Je me souviendrai de toutes ces envolées qui utilisaient le droit des femmes comme on utilise un mouchoir. De ces sorties antiféministes qui confondaient violence et religion en banalisant l'idée de viol et en érigeant des communautés moins acceptables. De ces icônes du passé qui, parce que femmes privilégiées, se sont autorisé une violente lutte contre des femmes musulmanes dignes et autonomes.

Je me souviendrai de toutes ces mains tendues, de ces oreilles prêtes à écouter qui n'ont reçu que mépris, entêtement et jusqu'au-boutisme électoral.

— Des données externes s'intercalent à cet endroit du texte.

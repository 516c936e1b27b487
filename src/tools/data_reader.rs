//! `data_reader`: parse an uploaded file by extension.
//!
//! | Extension | Result |
//! |-----------|--------|
//! | `.csv` | [`FileData::Csv`] with inferred column dtypes |
//! | `.xlsx`, `.xls` | [`FileData::Excel`] from the first worksheet |
//! | `.json` | [`FileData::Json`] plus a structure summary |
//! | `.txt` | [`FileData::Text`] |
//! | anything else | text if it decodes as UTF-8, else [`FileData::Binary`] |
//!
//! Parse failures never surface as errors; they become [`FileData::Error`]
//! so the rest of the pipeline still sees which file failed and why.

use std::collections::BTreeMap;
use std::io::Cursor;
use std::path::Path;

use async_trait::async_trait;
use calamine::{Data, Reader};
use serde::{Deserialize, Serialize};
use serde_json::{Map, Value};

use super::structure::json_structure;
use super::Tool;
use crate::error::Result;
use crate::AgentError;

/// Depth of the structure summary attached to JSON files.
const JSON_STRUCTURE_DEPTH: usize = 3;

/// A parsed file, tagged by `type` in its JSON form.
#[derive(Debug, Clone, PartialEq, Serialize, Deserialize)]
#[serde(tag = "type", rename_all = "lowercase")]
pub enum FileData {
    Csv(Table),
    Excel(Table),
    Json {
        filename: String,
        data: Value,
        structure: Value,
    },
    Text {
        filename: String,
        content: String,
        length: usize,
        lines: usize,
    },
    Binary {
        filename: String,
        size: usize,
        error: String,
    },
    Error {
        filename: String,
        error: String,
    },
}

impl FileData {
    pub fn filename(&self) -> &str {
        match self {
            FileData::Csv(t) | FileData::Excel(t) => &t.filename,
            FileData::Json { filename, .. }
            | FileData::Text { filename, .. }
            | FileData::Binary { filename, .. }
            | FileData::Error { filename, .. } => filename,
        }
    }

    /// The `type` tag.
    pub fn file_type(&self) -> &'static str {
        match self {
            FileData::Csv(_) => "csv",
            FileData::Excel(_) => "excel",
            FileData::Json { .. } => "json",
            FileData::Text { .. } => "text",
            FileData::Binary { .. } => "binary",
            FileData::Error { .. } => "error",
        }
    }

    fn error(filename: &str, error: impl Into<String>) -> Self {
        FileData::Error {
            filename: filename.to_string(),
            error: error.into(),
        }
    }

    fn text(filename: &str, content: String) -> Self {
        FileData::Text {
            filename: filename.to_string(),
            length: content.chars().count(),
            lines: content.split('\n').count(),
            content,
        }
    }
}

/// Tabular file contents: one record per row plus column metadata.
#[derive(Debug, Clone, PartialEq, Serialize, Deserialize)]
pub struct Table {
    pub filename: String,
    /// Row records keyed by column name.
    pub data: Vec<Map<String, Value>>,
    pub columns: Vec<String>,
    /// `[rows, columns]`.
    pub shape: [usize; 2],
    /// Column name to dtype (`int64`, `float64`, `bool`, `datetime64[ns]`, `object`).
    pub dtypes: BTreeMap<String, String>,
}

/// A typed cell before column inference.
#[derive(Debug, Clone, PartialEq)]
enum Cell {
    Null,
    Int(i64),
    Float(f64),
    Bool(bool),
    Text(String),
    DateTime(String),
}

impl Cell {
    fn from_csv(raw: &str) -> Self {
        let trimmed = raw.trim();
        if trimmed.is_empty() {
            return Cell::Null;
        }
        if let Ok(i) = trimmed.parse::<i64>() {
            return Cell::Int(i);
        }
        if let Ok(f) = trimmed.parse::<f64>() {
            return if f.is_finite() { Cell::Float(f) } else { Cell::Null };
        }
        match trimmed {
            "true" | "True" | "TRUE" => Cell::Bool(true),
            "false" | "False" | "FALSE" => Cell::Bool(false),
            _ => Cell::Text(raw.to_string()),
        }
    }

    fn from_sheet(data: &Data) -> Self {
        match data {
            Data::Empty | Data::Error(_) => Cell::Null,
            Data::Int(i) => Cell::Int(*i),
            Data::Float(f) if f.fract() == 0.0 && f.abs() < 9.0e15 => Cell::Int(*f as i64),
            Data::Float(f) => Cell::Float(*f),
            Data::Bool(b) => Cell::Bool(*b),
            Data::String(s) => Cell::Text(s.clone()),
            Data::DateTime(_) | Data::DateTimeIso(_) => Cell::DateTime(data.to_string()),
            Data::DurationIso(s) => Cell::Text(s.clone()),
        }
    }
}

/// Column dtype from its cells, following pandas' inference rules.
fn infer_dtype(cells: &[&Cell]) -> &'static str {
    let present: Vec<&Cell> = cells.iter().copied().filter(|c| **c != Cell::Null).collect();
    let has_nulls = present.len() < cells.len();

    if present.is_empty() {
        return "float64";
    }
    if present.iter().all(|c| matches!(c, Cell::Int(_))) {
        return if has_nulls { "float64" } else { "int64" };
    }
    if present.iter().all(|c| matches!(c, Cell::Int(_) | Cell::Float(_))) {
        return "float64";
    }
    if !has_nulls && present.iter().all(|c| matches!(c, Cell::Bool(_))) {
        return "bool";
    }
    if present.iter().all(|c| matches!(c, Cell::DateTime(_))) {
        return "datetime64[ns]";
    }
    "object"
}

fn cell_value(cell: &Cell, dtype: &str) -> Value {
    match cell {
        Cell::Null => Value::Null,
        Cell::Int(i) if dtype == "float64" => Value::from(*i as f64),
        Cell::Int(i) => Value::from(*i),
        Cell::Float(f) => Value::from(*f),
        Cell::Bool(b) => Value::Bool(*b),
        Cell::Text(s) | Cell::DateTime(s) => Value::String(s.clone()),
    }
}

/// Headers with blanks replaced by `Unnamed: <index>`.
fn column_names(headers: Vec<String>) -> Vec<String> {
    headers
        .into_iter()
        .enumerate()
        .map(|(i, h)| {
            let h = h.trim().to_string();
            if h.is_empty() {
                format!("Unnamed: {i}")
            } else {
                h
            }
        })
        .collect()
}

fn build_table(filename: &str, columns: Vec<String>, rows: Vec<Vec<Cell>>) -> Table {
    let null = Cell::Null;
    let dtypes: Vec<&'static str> = (0..columns.len())
        .map(|col| {
            let cells: Vec<&Cell> = rows
                .iter()
                .map(|row| row.get(col).unwrap_or(&null))
                .collect();
            infer_dtype(&cells)
        })
        .collect();

    let data = rows
        .iter()
        .map(|row| {
            columns
                .iter()
                .enumerate()
                .map(|(col, name)| {
                    let cell = row.get(col).unwrap_or(&null);
                    (name.clone(), cell_value(cell, dtypes[col]))
                })
                .collect::<Map<String, Value>>()
        })
        .collect();

    Table {
        filename: filename.to_string(),
        data,
        shape: [rows.len(), columns.len()],
        dtypes: columns
            .iter()
            .cloned()
            .zip(dtypes.iter().map(|d| d.to_string()))
            .collect(),
        columns,
    }
}

fn read_csv(filename: &str, content: &[u8]) -> FileData {
    let text = match std::str::from_utf8(content) {
        Ok(t) => t.trim_start_matches('\u{feff}'),
        Err(e) => return FileData::error(filename, format!("CSV is not valid UTF-8: {e}")),
    };

    let mut reader = csv::ReaderBuilder::new()
        .flexible(true)
        .from_reader(text.as_bytes());

    let headers = match reader.headers() {
        Ok(h) => h.iter().map(str::to_string).collect(),
        Err(e) => return FileData::error(filename, format!("Failed to parse CSV: {e}")),
    };
    let columns = column_names(headers);

    let mut rows = Vec::new();
    for record in reader.records() {
        match record {
            Ok(r) => rows.push(r.iter().map(Cell::from_csv).collect()),
            Err(e) => return FileData::error(filename, format!("Failed to parse CSV: {e}")),
        }
    }

    FileData::Csv(build_table(filename, columns, rows))
}

fn read_excel(filename: &str, content: &[u8]) -> FileData {
    let mut workbook = match calamine::open_workbook_auto_from_rs(Cursor::new(content.to_vec())) {
        Ok(wb) => wb,
        Err(e) => return FileData::error(filename, format!("Failed to open workbook: {e}")),
    };

    let range = match workbook.worksheet_range_at(0) {
        Some(Ok(range)) => range,
        Some(Err(e)) => return FileData::error(filename, format!("Failed to read worksheet: {e}")),
        None => return FileData::error(filename, "Workbook has no worksheets"),
    };

    let mut sheet_rows = range.rows();
    let columns = match sheet_rows.next() {
        Some(header) => column_names(header.iter().map(|c| c.to_string()).collect()),
        None => Vec::new(),
    };
    let rows = sheet_rows
        .map(|row| row.iter().map(Cell::from_sheet).collect())
        .collect();

    FileData::Excel(build_table(filename, columns, rows))
}

fn read_json(filename: &str, content: &[u8]) -> FileData {
    match serde_json::from_slice::<Value>(content) {
        Ok(data) => FileData::Json {
            filename: filename.to_string(),
            structure: json_structure(&data, JSON_STRUCTURE_DEPTH),
            data,
        },
        Err(e) => FileData::error(filename, format!("Invalid JSON: {e}")),
    }
}

/// Parse `content` according to the extension of `filename`.
///
/// # Example
///
/// ```
/// use llm_agent::tools::data_reader::{read_file, FileData};
///
/// match read_file("sales.csv", b"region,total\nnorth,10\nsouth,12\n") {
///     FileData::Csv(table) => {
///         assert_eq!(table.shape, [2, 2]);
///         assert_eq!(table.dtypes["total"], "int64");
///     }
///     other => panic!("unexpected {other:?}"),
/// }
/// ```
pub fn read_file(filename: &str, content: &[u8]) -> FileData {
    let extension = Path::new(filename)
        .extension()
        .and_then(|e| e.to_str())
        .map(str::to_lowercase)
        .unwrap_or_default();

    match extension.as_str() {
        "csv" => read_csv(filename, content),
        "xlsx" | "xls" => read_excel(filename, content),
        "json" => read_json(filename, content),
        "txt" => match String::from_utf8(content.to_vec()) {
            Ok(text) => FileData::text(filename, text),
            Err(e) => FileData::error(filename, format!("Failed to decode text: {e}")),
        },
        _ => match String::from_utf8(content.to_vec()) {
            Ok(text) => FileData::text(filename, text),
            Err(_) => FileData::Binary {
                filename: filename.to_string(),
                size: content.len(),
                error: "Cannot decode as text".to_string(),
            },
        },
    }
}

/// The `data_reader` tool. Parameters: `filename` and `content` (a string
/// or an array of byte values).
#[derive(Debug, Clone, Copy, Default)]
pub struct DataReader;

impl DataReader {
    fn content_bytes(content: &Value) -> Result<Vec<u8>> {
        let invalid = || AgentError::ToolParameter {
            tool: "data_reader".to_string(),
            parameter: "content".to_string(),
        };
        match content {
            Value::String(s) => Ok(s.as_bytes().to_vec()),
            Value::Array(items) => items
                .iter()
                .map(|b| {
                    b.as_u64()
                        .and_then(|n| u8::try_from(n).ok())
                        .ok_or_else(invalid)
                })
                .collect(),
            _ => Err(invalid()),
        }
    }
}

#[async_trait]
impl Tool for DataReader {
    fn name(&self) -> &str {
        "data_reader"
    }

    fn description(&self) -> &str {
        "Parse an uploaded CSV, Excel, JSON or text file into structured data"
    }

    fn required_params(&self) -> &[&'static str] {
        &["content"]
    }

    async fn invoke(&self, params: &Value) -> Result<Value> {
        let filename = params["filename"].as_str().unwrap_or_default();
        let content = Self::content_bytes(&params["content"])?;
        let file = read_file(filename, &content);
        tracing::debug!(filename, file_type = file.file_type(), "file read");
        Ok(serde_json::to_value(file)?)
    }
}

Je me souviendrai de toutes ces femmes, pseudo-intellectuelles assurément exotiques, qui se sont lancées dans une guerre islamophobe dont elles seront autant responsables que les tenants de cette stratégie laïcarde qui a transformé le lien social en option. Non, Djemila, Leila, Rakia et les autres, n'ont pas seulement été des instruments utiles, elles sont les vectrices de cette distance, de ce fossé créé entre les Québécois. En se proclamant savantes, représentantes, salvatrices d'un Québec soi-disant aux mains des «soldates islamistes», elles ont participé à précipiter les Québécois dans une chasse aux musulmans. Leur chemin de croix antimusulman n'est probablement pas terminé, mais leur défaite à créer du lien social - si tant est qu'elles en avaient la volonté - et leur échec à oeuvrer pour la place de toutes les femmes laisseront le goût amer de l'irresponsabilité.

Je me souviendrai que les débats ont changé le regard des citoyen(ne)s les un(e)s envers les autres, ont déplacé la nécessité du respect vers un conformisme dégoutant et indigne.

Je me souviendrai aussi que durant cette lutte il y a eu des allié(e)s, de circonstance parfois, des alliances nouvelles, une solidarité des luttes, une compréhension mutuelle que les valeurs québécoises regardent vers l'avant, une affection partagée et solidaire envers ces plus vulnérables devenu(e)s les ennemi(e)s d'une nation. Parmi les Autochtones, les féministes, les nationalistes et les citoyen(ne)s qui croient en l'inclusion nécessaire, des voix se sont levées pour dire non.

Je m'en souviendrai et je porterai les espoirs d'une société ainsi que ce désir de nous encore longtemps, parce que Michel, Guillaume, Jean, Christian, Rosa, Ryoa, Andréanne, Claudine, Mouloud, Lamine, Sonia, Rima, Alexa, Haroun, Karima, Mélissa et tant d'autres, m'ont assurée de leur cohérence, celle qui fait concorder les principes avec les liens humains. La société de demain se construit dans la paix des liens sociaux, dans la finesse de la gestion de la différence, dans le traitement égalitaire des minorités. Sinon à quoi bon un pays? La forteresse ne suffit pas, elle doit receler les ingrédients d'une vie possible entre tous et toutes.

Je me souviendrai de tout cela et de bien plus encore. Je m'en souviendrai, non pas pour ériger demain une chasse aux sorcières de celles et ceux qui n'ont pas parlé, de ces attentistes, des ces antiracistes de la 25e heure, mais pour avoir toujours un baromètre de ce qu'une société est capable de produire comme débats-déchets, comme exclusion, comme acharnement et comme manque de responsabilité politique.

Je m'en souviendrai parce que c'est possible, parce que la violence a été réelle et les propos d'une horreur sans nom. Je me souviendrai de Naïma dont le départ a été l'apogée de la déshumanisation et la cristallisation d'un manque de considération. Je m'en souviendrai pour ne pas que nous reproduisions cette abjecte division. Je m'en souviendrai parce que nous avions la possibilité originale de ce désir de nous.

Je m'en souviendrai enfin pour ne pas adopter l'attitude des minables revanchards. Je m'en souviendrai, et ce quels que soient les résultats de cette élection, parce qu'au fond avec ce débat, nous avons tous et toutes perdu et nous avons un lien social à refonder dès le 8 avril.

Je m'en souviendrai avec vous tous et toutes.